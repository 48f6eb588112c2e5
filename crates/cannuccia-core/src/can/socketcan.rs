//! SocketCAN backend (Linux).

use std::time::Duration;

use socketcan::{CanFrame, CanSocket, EmbeddedFrame, ExtendedId, Frame, Socket};
use tracing::{debug, trace};

use super::traits::{CanBackend, CanError, RxFrame};

/// CAN backend over a Linux SocketCAN interface (e.g. `can0`, `vcan0`).
pub struct SocketCanBackend {
    socket: CanSocket,
    interface: String,
}

impl SocketCanBackend {
    /// Open a raw CAN socket on `interface`, non-blocking.
    pub fn open(interface: &str) -> Result<Self, CanError> {
        let socket = CanSocket::open(interface).map_err(|e| CanError::OpenFailed {
            interface: interface.to_string(),
            message: e.to_string(),
        })?;

        socket
            .set_nonblocking(true)
            .map_err(|e| CanError::OpenFailed {
                interface: interface.to_string(),
                message: format!("failed to set non-blocking: {e}"),
            })?;

        debug!(interface = %interface, "CAN socket opened");
        Ok(Self {
            socket,
            interface: interface.to_string(),
        })
    }

    /// Name of the interface this backend is bound to.
    pub fn interface(&self) -> &str {
        &self.interface
    }
}

impl CanBackend for SocketCanBackend {
    fn send_frame(&mut self, raw_id: u32, payload: &[u8]) -> Result<(), CanError> {
        if payload.len() > 8 {
            return Err(CanError::PayloadTooLong(payload.len()));
        }

        let id = ExtendedId::new(raw_id)
            .ok_or_else(|| CanError::SendFailed(format!("invalid extended id 0x{raw_id:08X}")))?;
        let frame = CanFrame::new(id, payload)
            .ok_or_else(|| CanError::SendFailed("could not build CAN frame".to_string()))?;

        self.socket
            .write_frame(&frame)
            .map_err(|e| CanError::SendFailed(e.to_string()))?;

        trace!(
            id = format!("0x{:08X}", raw_id),
            len = payload.len(),
            "TX frame"
        );
        Ok(())
    }

    fn recv_frame(&mut self) -> Result<Option<RxFrame>, CanError> {
        match self.socket.read_frame() {
            Ok(frame) => {
                let raw_id = frame.raw_id();
                trace!(
                    id = format!("0x{:08X}", raw_id),
                    len = frame.data().len(),
                    "RX frame"
                );
                Ok(Some(RxFrame {
                    raw_id,
                    payload: frame.data().to_vec(),
                }))
            }
            Err(ref e) if e.kind() == std::io::ErrorKind::WouldBlock => {
                // Nothing pending; back off briefly so callers can poll in a loop.
                std::thread::sleep(Duration::from_millis(1));
                Ok(None)
            }
            Err(e) => Err(CanError::RecvFailed(e.to_string())),
        }
    }
}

Exercise
The line containing "let raw_id = frame.raw_id();" marks where to begin; the last line of the records marks where to stop. Copy both and all between, exactly.

Result for this exercise
                let raw_id = frame.raw_id();
                trace!(
                    id = format!("0x{:08X}", raw_id),
                    len = frame.data().len(),
                    "RX frame"
                );
                Ok(Some(RxFrame {
                    raw_id,
                    payload: frame.data().to_vec(),
                }))
            }
            Err(ref e) if e.kind() == std::io::ErrorKind::WouldBlock => {
                // Nothing pending; back off briefly so callers can poll in a loop.
                std::thread::sleep(Duration::from_millis(1));
                Ok(None)
            }
            Err(e) => Err(CanError::RecvFailed(e.to_string())),
        }
    }
}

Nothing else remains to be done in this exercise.